The demonstrators marching outside Bahrain's capital Manama were mainly from the Gulf country's Shia community, a majority of the 1.2 million population, yet held at arm’s length from any true power. They were objecting to the country’s so-called “national dialogue,” a jamboree of state-appointed MPs and civil society activists supposedly aimed at delivering political reforms. The authorities insist this is a genuine reconciliation effort in response to the pro-democracy uprising in February and March, and the subsequent bloody military crackdown that left 30 people dead. But protesters say the dialogue only offers the veneer of change in a country where the establishment is loath to cede control.

This is, after all, a regime where almost all governing authority flows through the ruling Al Khalifa family, a Sunni house that has ruled Bahrain since 1783 and currently accounts for half of the country’s serving cabinet ministers.

The dialogue is wildly skewed in favour of the government. In the last elections the main opposition party, the Shiite Al Wefaq National Islamic Society, gained 18 MPs in the National Assembly’s 40-seat chamber. However, it was only offered five delegates out of 300 in the “national dialogue.” Not that they would have been able to send a full contingent anyway, since key opposition members are still in jail in the wake of what the authorities call “the events” of earlier this year.

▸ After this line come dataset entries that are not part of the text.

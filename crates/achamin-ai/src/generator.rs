//! Text generation via Amazon Bedrock (Claude).

use async_trait::async_trait;
use aws_sdk_bedrockruntime::error::ProvideErrorMetadata;
use aws_sdk_bedrockruntime::primitives::Blob;
use serde::{Deserialize, Serialize};
use tracing::debug;

use crate::error::{GeneratorError, GeneratorResult};

/// Default Bedrock model for story generation.
pub const DEFAULT_MODEL_ID: &str = "anthropic.claude-instant-v1";

/// Parameters for one generation call.
#[derive(Debug, Clone)]
pub struct GenerationRequest {
    pub prompt: String,
    pub max_tokens: u32,
    pub temperature: f32,
    pub top_p: Option<f32>,
    pub top_k: Option<u32>,
}

/// Generates narrative text from a prompt.
#[async_trait]
pub trait TextGenerator: Send + Sync {
    async fn generate(&self, request: &GenerationRequest) -> GeneratorResult<String>;
}

#[derive(Debug, Serialize)]
struct ClaudeBody {
    prompt: String,
    max_tokens_to_sample: u32,
    temperature: f32,
    #[serde(skip_serializing_if = "Option::is_none")]
    top_p: Option<f32>,
    #[serde(skip_serializing_if = "Option::is_none")]
    top_k: Option<u32>,
}

#[derive(Debug, Deserialize)]
struct ClaudeCompletion {
    completion: String,
}

/// Amazon Bedrock text generator.
#[derive(Clone)]
pub struct BedrockGenerator {
    client: aws_sdk_bedrockruntime::Client,
    model_id: String,
}

impl BedrockGenerator {
    pub fn new(client: aws_sdk_bedrockruntime::Client, model_id: impl Into<String>) -> Self {
        Self {
            client,
            model_id: model_id.into(),
        }
    }

    /// Create from the ambient AWS environment configuration.
    ///
    /// The model is taken from `BEDROCK_MODEL_ID` when set.
    pub async fn from_env() -> Self {
        let config = aws_config::load_defaults(aws_config::BehaviorVersion::latest()).await;
        let model_id =
            std::env::var("BEDROCK_MODEL_ID").unwrap_or_else(|_| DEFAULT_MODEL_ID.to_string());
        Self::new(aws_sdk_bedrockruntime::Client::new(&config), model_id)
    }
}

#[async_trait]
impl TextGenerator for BedrockGenerator {
    async fn generate(&self, request: &GenerationRequest) -> GeneratorResult<String> {
        debug!(model_id = %self.model_id, "Invoking text generation");

        let body = ClaudeBody {
            prompt: format!("\n\nHuman: {}\n\nAssistant:", request.prompt),
            max_tokens_to_sample: request.max_tokens,
            temperature: request.temperature,
            top_p: request.top_p,
            top_k: request.top_k,
        };

        let response = self
            .client
            .invoke_model()
            .model_id(&self.model_id)
            .content_type("application/json")
            .body(Blob::new(serde_json::to_vec(&body)?))
            .send()
            .await
            .map_err(|e| {
                let code = e
                    .as_service_error()
                    .and_then(|se| se.meta().code())
                    .unwrap_or_default()
                    .to_string();
                match code.as_str() {
                    "ValidationException" => GeneratorError::Rejected(e.to_string()),
                    "ThrottlingException" | "ServiceQuotaExceededException" => {
                        GeneratorError::Throttled(e.to_string())
                    }
                    "ModelTimeoutException" => GeneratorError::Timeout(e.to_string()),
                    _ => GeneratorError::RequestFailed(e.to_string()),
                }
            })?;

        let completion: ClaudeCompletion = serde_json::from_slice(response.body().as_ref())
            .map_err(|e| GeneratorError::InvalidResponse(e.to_string()))?;

        Ok(completion.completion)
    }
}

The Al Wefaq party walked out of the dialogue last month, branding it a farce. Khalil Elbrahim al-Marzooq, the former Al Wefaq MP who led the walk-out, tells me that he did not want to legitimise a fake discourse. “We wanted a credible dialogue. And not just us, but the Bahraini people and the international community,” he says. “People need real representation. But this was pre-fixed: the membership, the agenda. We don’t consider it a forum because there is no debate.”

Government officials respond to such complaints by claiming that Al Wefaq should have stayed until the end of the talks before passing judgment, and that the national dialogue wasn’t really about politics anyway, but about broader social issues. The most revealing criticism aired against Al Wefaq is that the party is a Shiite pawn of either Iran or Hezbollah. Indeed, officials claim that there might have been authentic reform demands amongst the protests earlier this year, they were soon hijacked by militants intent on replacing the monarchy with an Islamic republic.

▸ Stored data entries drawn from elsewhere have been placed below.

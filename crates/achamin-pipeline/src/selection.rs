//! Voice and background-music selection.
//!
//! Both selectors pick uniformly from static candidate tables through the
//! injected [`RandomSource`], so selection is reproducible under a seeded
//! source.

use achamin_models::MusicStyle;

use crate::rng::RandomSource;

/// Voices used when no characteristic maps to a candidate.
pub const DEFAULT_VOICES: &[&str] = &["Joanna", "Matthew"];

/// Characteristic -> candidate voices.
const VOICE_TABLE: &[(&str, &[&str])] = &[
    ("warm", &["Joanna", "Salli", "Aditi"]),
    ("knowledgeable", &["Matthew", "Justin"]),
    ("reverent", &["Matthew", "Joanna"]),
    ("storytelling", &["Joanna", "Matthew", "Salli"]),
    ("enthusiastic", &["Salli", "Kendra"]),
    ("descriptive", &["Joanna", "Matthew"]),
    ("authoritative", &["Matthew", "Justin"]),
    ("narrative", &["Joanna", "Matthew"]),
    ("friendly", &["Salli", "Kendra", "Aditi"]),
];

/// A selected narration voice and the characteristics that produced it.
#[derive(Debug, Clone)]
pub struct VoiceSelection {
    pub voice_id: String,
    pub characteristics: Vec<String>,
}

/// A selected background-music track.
#[derive(Debug, Clone)]
pub struct MusicSelection {
    pub file_name: String,
    pub style: MusicStyle,
}

/// Candidate voices for the given characteristics, deduplicated preserving
/// table order; the default pair when nothing maps.
pub fn voice_candidates(characteristics: &[String]) -> Vec<&'static str> {
    let mut candidates = Vec::new();
    for characteristic in characteristics {
        let key = characteristic.to_lowercase();
        if let Some((_, voices)) = VOICE_TABLE.iter().find(|(name, _)| *name == key) {
            for voice in *voices {
                if !candidates.contains(voice) {
                    candidates.push(*voice);
                }
            }
        }
    }

    if candidates.is_empty() {
        candidates.extend_from_slice(DEFAULT_VOICES);
    }
    candidates
}

/// Pick a voice for the desired characteristics.
pub fn select_voice(characteristics: &[String], rng: &mut dyn RandomSource) -> VoiceSelection {
    let candidates = voice_candidates(characteristics);
    let voice_id = candidates[rng.pick_index(candidates.len())].to_string();
    VoiceSelection {
        voice_id,
        characteristics: characteristics.to_vec(),
    }
}

/// Candidate track filenames for a music style.
pub fn music_candidates(style: MusicStyle) -> &'static [&'static str] {
    match style {
        MusicStyle::AmbientWorld => &[
            "ambient_world_1.mp3",
            "ambient_world_2.mp3",
            "ambient_world_3.mp3",
        ],
        MusicStyle::EtherealAmbient => &[
            "ethereal_ambient_1.mp3",
            "ethereal_ambient_2.mp3",
            "ethereal_ambient_3.mp3",
        ],
        MusicStyle::TraditionalFolk => &[
            "traditional_folk_1.mp3",
            "traditional_folk_2.mp3",
            "traditional_folk_3.mp3",
        ],
        MusicStyle::EpicOrchestral => &[
            "epic_orchestral_1.mp3",
            "epic_orchestral_2.mp3",
            "epic_orchestral_3.mp3",
        ],
        MusicStyle::WarmAcoustic => &[
            "warm_acoustic_1.mp3",
            "warm_acoustic_2.mp3",
            "warm_acoustic_3.mp3",
        ],
    }
}

/// Pick a background track for the style.
pub fn select_music(style: MusicStyle, rng: &mut dyn RandomSource) -> MusicSelection {
    let candidates = music_candidates(style);
    let file_name = candidates[rng.pick_index(candidates.len())].to_string();
    MusicSelection { file_name, style }
}

/// Pick a background track from a raw style key; unknown keys fall back to
/// the default style's candidates.
pub fn select_music_by_key(key: &str, rng: &mut dyn RandomSource) -> MusicSelection {
    let style: MusicStyle = key.parse().unwrap_or_default();
    select_music(style, rng)
}

#[cfg(test)]
mod tests {
    use super::*;
    use crate::rng::SeededRandom;

    fn chars(names: &[&str]) -> Vec<String> {
        names.iter().map(|s| s.to_string()).collect()
    }

    #[test]
    fn test_voice_candidates_merge_and_dedupe() {
        // "warm" and "knowledgeable" overlap with other tables but not
        // each other; "reverent" re-adds Matthew and Joanna.
        let candidates = voice_candidates(&chars(&["warm", "knowledgeable", "reverent"]));
        assert_eq!(candidates, vec!["Joanna", "Salli", "Aditi", "Matthew", "Justin"]);
    }

    #[test]
    fn test_unknown_characteristics_fall_back_to_default_pair() {
        for input in [vec![], chars(&["gravelly", "whisper"])] {
            let candidates = voice_candidates(&input);
            assert_eq!(candidates, DEFAULT_VOICES);
        }
    }

    #[test]
    fn test_selected_voice_comes_from_candidates() {
        let characteristics = chars(&["enthusiastic", "friendly"]);
        let candidates = voice_candidates(&characteristics);
        for seed in 0..32 {
            let mut rng = SeededRandom::new(seed);
            let selection = select_voice(&characteristics, &mut rng);
            assert!(candidates.contains(&selection.voice_id.as_str()));
        }
    }

    #[test]
    fn test_voice_selection_reproducible_with_seed() {
        let characteristics = chars(&["storytelling"]);
        let mut a = SeededRandom::new(11);
        let mut b = SeededRandom::new(11);
        assert_eq!(
            select_voice(&characteristics, &mut a).voice_id,
            select_voice(&characteristics, &mut b).voice_id
        );
    }

    #[test]
    fn test_music_stays_in_style_candidates() {
        for &style in MusicStyle::ALL {
            let candidates = music_candidates(style);
            for seed in 0..16 {
                let mut rng = SeededRandom::new(seed);
                let selection = select_music(style, &mut rng);
                assert!(candidates.contains(&selection.file_name.as_str()));
                assert_eq!(selection.style, style);
            }
        }
    }

    #[test]
    fn test_unknown_music_key_uses_default_style() {
        let mut rng = SeededRandom::new(3);
        let selection = select_music_by_key("synthwave", &mut rng);
        assert_eq!(selection.style, MusicStyle::AmbientWorld);
        assert!(music_candidates(MusicStyle::AmbientWorld)
            .contains(&selection.file_name.as_str()));
    }
}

This was certainly the line of Fatima Al Balooshi, acting minister of health, who tells me that the protests were romanticised by a western media that saw Bahrain as just another dictatorship awaiting change. “The protests were hijacked by outside countries. We have evidence that it was Iran and Hezbollah,” she says. “It was a conspiracy to take over our country. They want to take over Bahrain.”

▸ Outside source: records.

//! Media error types.

use thiserror::Error;

pub type MediaResult<T> = Result<T, MediaError>;

#[derive(Debug, Error)]
pub enum MediaError {
    #[error("Mixing tool unavailable")]
    MixerUnavailable,

    #[error("Mix failed: {0}")]
    MixFailed(String),

    #[error("Empty mix output")]
    EmptyOutput,

    #[error("IO error: {0}")]
    Io(#[from] std::io::Error),
}

impl MediaError {
    pub fn mix_failed(msg: impl Into<String>) -> Self {
        Self::MixFailed(msg.into())
    }
}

The government never presents any substantial proof of this conspiracy. As Nabeel Rajab, president of the Bahrain Centre for Human Rights says, “This is the only Arab uprising that was essentially peaceful.” Rajab was arrested and tortured during the uprising. “Yes, there were some who called for regime change, but none of them called for an Islamic state,” he tells me. “Demands for self-determination were not what I would call radicalism.” Even Al Wefaq pledges loyalty towards the King, insisting that political reform should take place within the framework of the constitutional monarchy.

By tying the opposition to Iran, the government is branding more than half the country’s population traitors-in-waiting. This has been its justification for discriminatory policies that exclude Shia from much of public life. Shia politicians are sometimes appointed as government ministers, but they are almost never found within the police, the armed forces, and the most powerful ministries such as defense, interior, and foreign affairs. There are large wealth disparities too, with the Shia missing out in the country's economic boom, suffering disproportionate unemployment and lacking access to housing. The 2010 Freedom House country report on Bahrain lowered its status from partly free to not free.

Yet the opposition movement has consistently tried to cut through the religious boundaries with its calls for more economic and civil rights. For the establishment, reform is not just about skipping a messy, unpredictable regime change, but about heading off a whole chunk of the democratic demands that we take for granted in the west.

The repressive turn risks undermining Bahrain’s reputation as an oasis of liberalism, moderation and modernity in the region. Women in Bahrain have far more rights here than in Saudi Arabia, education and healthcare are free, and for all its economic disparities, the country is relatively rich and dynamic. Yet there is little indication that the Shia are being engaged as full citizens. Rather, the government’s continued policy of linking political opposition to foreign meddling and religious extremism is likely to fuel discontent and stoke the very sectarianism that the ruling regime insists it wants to avoid.

Meanwhile, Bahrain’s brief moment in the global headlines now appears to be fading from the media’s memory. Ramadan began on Monday, and that is likely to mean a time-out from heavy political activities for the next month. The opposition has shown impressive staying power to maintain protests until now, but the government has succeeded in riding out the storm. Whatever hope for democracy the Arab Spring represented, it looks like being forgotten in Bahrain.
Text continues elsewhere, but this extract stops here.